Sepsis and septic shock are a major cause of mortality in intensive care units. The pathophysiology of sepsis involves highly complex interactions between invading microorganisms, the innate and adaptive immune systems of the host, and multiple downstream events leading to organ dysfunction [43]. Despite major advances in our understanding of the pathophysiology of sepsis, we still lack the tools and indicators for early diagnosis. Gene profiling of human peripheral blood cells has been successfully employed for biomarker discovery in various lung diseases including asthma [44], pulmonary hypertension [45], and COPD [46]. To investigate whether peripheral blood can serve as an accessible surrogate tissue outside of the lung for noninvasive discovery of molecular biomarkers for sepsis, we performed a meta-analysis of gene expression microarray data from human whole blood studies of sepsis, to identify specific pathways most implicated in sepsis. Our data provides evidence that gene expression profiling using whole blood can help elucidate novel pathophysiological mechanisms that may play a critical role in sepsis.

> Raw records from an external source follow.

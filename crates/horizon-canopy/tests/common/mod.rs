//! Shared helpers for the integration tests.

#![allow(dead_code)]

use std::sync::Arc;

use horizon_canopy::store::MemoryStore;
use horizon_canopy::{Item, ItemId, ModelBuilder, ModelConfig, StoreTreeModel};
use parking_lot::Mutex;
use serde_json::{Value, json};
use tracing_subscriber::EnvFilter;

/// Installs a test-writer subscriber once. Filter with `RUST_LOG`.
pub fn init_tracing() {
    let _ = tracing_subscriber::fmt()
        .with_env_filter(EnvFilter::from_default_env())
        .with_test_writer()
        .try_init();
}

pub fn item(value: Value) -> Item {
    Item::from_value(value).expect("test item must be an object")
}

/// The Simpsons family: one root with two children and a grandchild.
pub fn family() -> MemoryStore {
    MemoryStore::with_items([
        item(json!({"id": 1, "name": "Simpsons", "parent": null})),
        item(json!({"id": 2, "name": "Homer", "parent": 1})),
        item(json!({"id": 3, "name": "Marge", "parent": 1})),
        item(json!({"id": 4, "name": "Bart", "parent": 2})),
    ])
}

/// A single-root model whose root is the item without a parent.
pub fn single_root(store: &MemoryStore) -> Arc<StoreTreeModel> {
    ModelBuilder::new()
        .store(store.clone())
        .config(ModelConfig::new().with_query_field("parent", Value::Null))
        .build()
        .expect("model must build")
}

pub fn ids(items: &[Item]) -> Vec<ItemId> {
    items.iter().filter_map(|i| i.identity("id")).collect()
}

/// Collects every value a signal slot receives.
pub struct Recorder<T> {
    seen: Arc<Mutex<Vec<T>>>,
}

impl<T: Clone + Send + 'static> Recorder<T> {
    pub fn new() -> Self {
        Self {
            seen: Arc::new(Mutex::new(Vec::new())),
        }
    }

    pub fn sink(&self) -> impl Fn(&T) + Send + Sync + 'static {
        let seen = self.seen.clone();
        move |value: &T| seen.lock().push(value.clone())
    }

    pub fn take(&self) -> Vec<T> {
        std::mem::take(&mut *self.seen.lock())
    }

    pub fn len(&self) -> usize {
        self.seen.lock().len()
    }
}
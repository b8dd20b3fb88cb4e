//! Query objects, directives and result sets exchanged with a store.

use std::any::Any;
use std::cmp::Ordering;
use std::fmt;
use std::sync::Arc;

use serde::{Deserialize, Serialize};
use serde_json::{Map, Value};

use crate::item::{Item, ItemId};

/// A key/value query against store items.
#[derive(Debug, Clone, Default, PartialEq, Serialize, Deserialize)]
#[serde(transparent)]
pub struct Query(Map<String, Value>);

impl Query {
    /// The empty query, matching every item.
    pub fn new() -> Self {
        Self(Map::new())
    }

    /// Query for the children of `parent` through `parent_property`.
    pub fn by_parent(parent_property: &str, parent: &ItemId) -> Self {
        Self::new().with(parent_property, parent.to_value())
    }

    /// Builder-style field constraint.
    pub fn with(mut self, field: impl Into<String>, value: impl Into<Value>) -> Self {
        self.0.insert(field.into(), value.into());
        self
    }

    /// The constraint on `field`, if any.
    pub fn get(&self, field: &str) -> Option<&Value> {
        self.0.get(field)
    }

    /// Iterates over the constrained fields.
    pub fn fields(&self) -> impl Iterator<Item = (&String, &Value)> {
        self.0.iter()
    }

    /// Whether `field` is constrained by this query.
    pub fn constrains(&self, field: &str) -> bool {
        self.0.contains_key(field)
    }

    /// Returns `true` for the match-all query.
    pub fn is_empty(&self) -> bool {
        self.0.is_empty()
    }

    /// Built-in matcher used when a store has no query engine of its own.
    ///
    /// Every constraint must hold. An array field matches a scalar it
    /// contains, and `null` matches a missing field.
    pub fn matches(&self, item: &Item) -> bool {
        self.0.iter().all(|(field, expected)| match (item.get(field), expected) {
            (None | Some(Value::Null), Value::Null) => true,
            (None, _) => false,
            (Some(Value::Array(values)), scalar) if !scalar.is_array() => values.contains(scalar),
            (Some(actual), expected) => actual == expected,
        })
    }
}

impl From<Map<String, Value>> for Query {
    fn from(map: Map<String, Value>) -> Self {
        Self(map)
    }
}

/// A sort key for query results.
#[derive(Debug, Clone, PartialEq, Eq, Serialize, Deserialize)]
pub struct SortField {
    /// Field to sort by.
    pub attribute: String,
    /// Reverse the order.
    #[serde(default)]
    pub descending: bool,
}

impl SortField {
    /// Ascending sort on `attribute`.
    pub fn ascending(attribute: impl Into<String>) -> Self {
        Self {
            attribute: attribute.into(),
            descending: false,
        }
    }

    /// Descending sort on `attribute`.
    pub fn descending(attribute: impl Into<String>) -> Self {
        Self {
            attribute: attribute.into(),
            descending: true,
        }
    }
}

/// Paging and ordering options passed along with a query.
#[derive(Debug, Clone, Default, PartialEq, Eq, Serialize, Deserialize)]
#[serde(default)]
pub struct QueryOptions {
    pub start: usize,
    pub count: Option<usize>,
    pub sort: Vec<SortField>,
}

impl QueryOptions {
    /// Sorts and pages `items` in place. Returns the total before paging.
    pub fn apply(&self, items: &mut Vec<Item>) -> usize {
        if !self.sort.is_empty() {
            items.sort_by(|a, b| {
                for key in &self.sort {
                    let ord = compare_values(a.get(&key.attribute), b.get(&key.attribute));
                    let ord = if key.descending { ord.reverse() } else { ord };
                    if ord != Ordering::Equal {
                        return ord;
                    }
                }
                Ordering::Equal
            });
        }
        let total = items.len();
        let start = self.start.min(total);
        items.drain(..start);
        if let Some(count) = self.count {
            items.truncate(count);
        }
        total
    }
}

/// Orders missing < null < bool < number < string; other kinds compare equal.
fn compare_values(a: Option<&Value>, b: Option<&Value>) -> Ordering {
    fn rank(v: Option<&Value>) -> u8 {
        match v {
            None => 0,
            Some(Value::Null) => 1,
            Some(Value::Bool(_)) => 2,
            Some(Value::Number(_)) => 3,
            Some(Value::String(_)) => 4,
            Some(_) => 5,
        }
    }
    match (a, b) {
        (Some(Value::Bool(x)), Some(Value::Bool(y))) => x.cmp(y),
        (Some(Value::Number(x)), Some(Value::Number(y))) => {
            let (x, y) = (x.as_f64().unwrap_or(0.0), y.as_f64().unwrap_or(0.0));
            x.partial_cmp(&y).unwrap_or(Ordering::Equal)
        }
        (Some(Value::String(x)), Some(Value::String(y))) => x.cmp(y),
        _ => rank(a).cmp(&rank(b)),
    }
}

/// Options forwarded verbatim to a store's `load`.
#[derive(Debug, Clone, Default, PartialEq, Serialize, Deserialize)]
#[serde(transparent)]
pub struct LoadOptions(pub Map<String, Value>);

/// Directives accompanying a write.
#[derive(Debug, Clone, Default, PartialEq)]
pub struct PutDirectives {
    /// Explicit identity for the written item.
    pub id: Option<ItemId>,
    /// Parents to stamp into the item's parent field.
    pub parents: Vec<ItemId>,
    /// Sibling the item should be placed before.
    pub before: Option<ItemId>,
    /// Replace an existing item instead of failing.
    pub overwrite: bool,
}

impl PutDirectives {
    /// Directives that replace an existing item.
    pub fn overwrite() -> Self {
        Self {
            overwrite: true,
            ..Self::default()
        }
    }

    /// Builder-style parent directive.
    pub fn with_parent(mut self, parent: ItemId) -> Self {
        self.parents.push(parent);
        self
    }

    /// Builder-style `before` directive.
    pub fn with_before(mut self, before: Option<ItemId>) -> Self {
        self.before = before;
        self
    }
}

/// A position change reported by a live result set.
///
/// `None` stands for "not in the result set".
#[derive(Debug, Clone, PartialEq)]
pub struct ObservedChange {
    pub item: Item,
    pub removed_from: Option<usize>,
    pub inserted_into: Option<usize>,
}

/// Listener attached to a live result set.
pub type ObserveListener = Arc<dyn Fn(&ObservedChange) + Send + Sync>;

/// A result set that keeps itself up to date as the store mutates.
pub trait LiveResults: Send + Sync {
    /// Attach a listener. With `include_updates`, in-place updates are
    /// reported too, not only insertions and removals.
    fn observe(&self, listener: ObserveListener, include_updates: bool) -> Subscription;

    /// The current contents.
    fn current(&self) -> Vec<Item>;
}

/// The outcome of a query.
#[derive(Clone)]
pub struct QueryResults {
    items: Vec<Item>,
    total: usize,
    live: Option<Arc<dyn LiveResults>>,
}

impl QueryResults {
    /// A plain, static result set.
    pub fn new(items: Vec<Item>) -> Self {
        let total = items.len();
        Self {
            items,
            total,
            live: None,
        }
    }

    /// Overrides the total count (for paged results).
    pub fn with_total(mut self, total: usize) -> Self {
        self.total = total;
        self
    }

    /// Attaches a live view.
    pub fn with_live(mut self, live: Arc<dyn LiveResults>) -> Self {
        self.live = Some(live);
        self
    }

    /// The items, taken from the live view when there is one.
    pub fn items(&self) -> Vec<Item> {
        match &self.live {
            Some(live) => live.current(),
            None => self.items.clone(),
        }
    }

    /// Number of items currently in the set.
    pub fn len(&self) -> usize {
        match &self.live {
            Some(live) => live.current().len(),
            None => self.items.len(),
        }
    }

    pub fn is_empty(&self) -> bool {
        self.len() == 0
    }

    /// The total count reported by the store.
    pub fn total(&self) -> usize {
        self.total
    }

    /// The live view, if the store supplied one.
    pub fn live(&self) -> Option<&Arc<dyn LiveResults>> {
        self.live.as_ref()
    }
}

impl fmt::Debug for QueryResults {
    fn fmt(&self, f: &mut fmt::Formatter<'_>) -> fmt::Result {
        f.debug_struct("QueryResults")
            .field("items", &self.items)
            .field("total", &self.total)
            .field("live", &self.live.is_some())
            .finish()
    }
}

/// RAII handle for a store listener or live-result observer.
///
/// Dropping it (or calling [`remove`](Self::remove)) detaches the listener.
#[derive(Default)]
pub struct Subscription {
    guard: Option<Box<dyn Any + Send + Sync>>,
}

impl Subscription {
    /// Wraps any guard whose drop detaches the listener.
    pub fn new(guard: impl Any + Send + Sync) -> Self {
        Self {
            guard: Some(Box::new(guard)),
        }
    }

    /// A subscription that holds nothing.
    pub fn empty() -> Self {
        Self::default()
    }

    /// Whether this handle still holds a listener.
    pub fn is_active(&self) -> bool {
        self.guard.is_some()
    }

    /// Detach now.
    pub fn remove(mut self) {
        self.guard.take();
    }
}

impl fmt::Debug for Subscription {
    fn fmt(&self, f: &mut fmt::Formatter<'_>) -> fmt::Result {
        f.debug_struct("Subscription").field("active", &self.is_active()).finish()
    }
}

#[cfg(test)]
mod tests {
    use super::*;
    use serde_json::json;

    fn item(value: Value) -> Item {
        Item::from_value(value).unwrap()
    }

    #[test]
    fn test_builtin_matching() {
        let child = item(json!({"id": 3, "parent": [1, 2]}));
        assert!(Query::by_parent("parent", &ItemId::Num(2)).matches(&child));
        assert!(!Query::by_parent("parent", &ItemId::Num(7)).matches(&child));
        assert!(Query::new().matches(&child));

        let top = item(json!({"id": 1, "parent": null}));
        assert!(Query::new().with("parent", Value::Null).matches(&top));
        assert!(Query::new().with("parent", Value::Null).matches(&item(json!({"id": 9}))));
        assert!(!Query::new().with("parent", Value::Null).matches(&child));
    }

    #[test]
    fn test_options_sort_and_page() {
        let mut items = vec![
            item(json!({"name": "c"})),
            item(json!({"name": "a"})),
            item(json!({"name": "b"})),
            item(json!({})),
        ];
        let options = QueryOptions {
            sort: vec![SortField::descending("name")],
            start: 1,
            count: Some(2),
        };
        assert_eq!(options.apply(&mut items), 4);
        let names: Vec<_> = items.iter().map(|i| i.str_field("name")).collect();
        assert_eq!(names, vec![Some("b"), Some("a")]);
    }

    #[test]
    fn test_subscription_drop_runs_guard() {
        struct Flag(Arc<parking_lot::Mutex<bool>>);
        impl Drop for Flag {
            fn drop(&mut self) {
                *self.0.lock() = true;
            }
        }

        let dropped = Arc::new(parking_lot::Mutex::new(false));
        let sub = Subscription::new(Flag(dropped.clone()));
        assert!(sub.is_active());
        sub.remove();
        assert!(*dropped.lock());
    }
}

A complex network of biological mediators underlies the clinical syndrome of sepsis. Biomarker discovery utilizing systems-level approaches promises to transform sepsis from a physiologic syndrome to a group of distinct biochemical disorders. Furthermore, greater understanding of the complex network of immune, inflammation, coagulation, intermediary metabolism and other specific mediators of sepsis may allow the development of rational and novel therapies [47, 48]. Most of the distinct molecules proposed as useful biological markers of sepsis were implicated in the immunoinflammatory process common to sepsis including the production of proinflammatory cytokines, adhesion molecules, vasoactive mediators and reactive oxygen species [49]. More systematic investigations are needed to unravel the nature of the dysregulated molecular interaction networks during sepsis.

A systematic review [11] of 12 genomic studies that examined the host response of circulating leukocytes to human sepsis showed that there was an immediate activation of pathogen recognition receptors, such as TLRs and CD14, accompanied by an increase in the activities of signal transduction cascades (included NF-κB, MAPK, JAK and STAT pathways), a process essential for subsequent transcription of immune response genes. In contrast, sepsis related inflammatory changes are highly variable on a transcriptional level. Established inflammatory markers, such as TNF-α, IL-1 or IL-10, did not show any consistent pattern in their gene-expression across cohorts [11]. In our meta-analysis, a consistent pattern of over-expression was seen for pathways well known to be involved in sepsis (e.g., TLR and MAPK signaling) as well as for the lysosome and cytoskeleton pathways, which had not been recognized in individual studies of sepsis reported previously. Additionally, the “Ribosome,” “Spliceosome,” and “Cell adhesion molecules (CAMs)” pathways were downregulated across most of the datasets examined, which were also novel findings revealed through the meta-analysis. These findings suggest overall there was an imbalance between the rate of protein synthesis and protein degradation or proteolysis, which can lead to protein wasting and multiple organ system dysfunction during sepsis [50]. The manifestation in skeletal muscle is a loss of skeletal muscle mass producing diminished muscle strength [5153]. Sepsis induces the loss of muscle proteins by impairing skeletal muscle protein synthesis through an inhibition of messenger RNA (mRNA) translation by the ribosome [54]. Muscle weakness in septic patients contributes to a continued dependence on mechanical respirators, an increased risk of pneumonia, and the complications associated with reduced ability for ambulation. These clinical complications prolong hospitalization and convalescence, thereby increasing health-care costs [55].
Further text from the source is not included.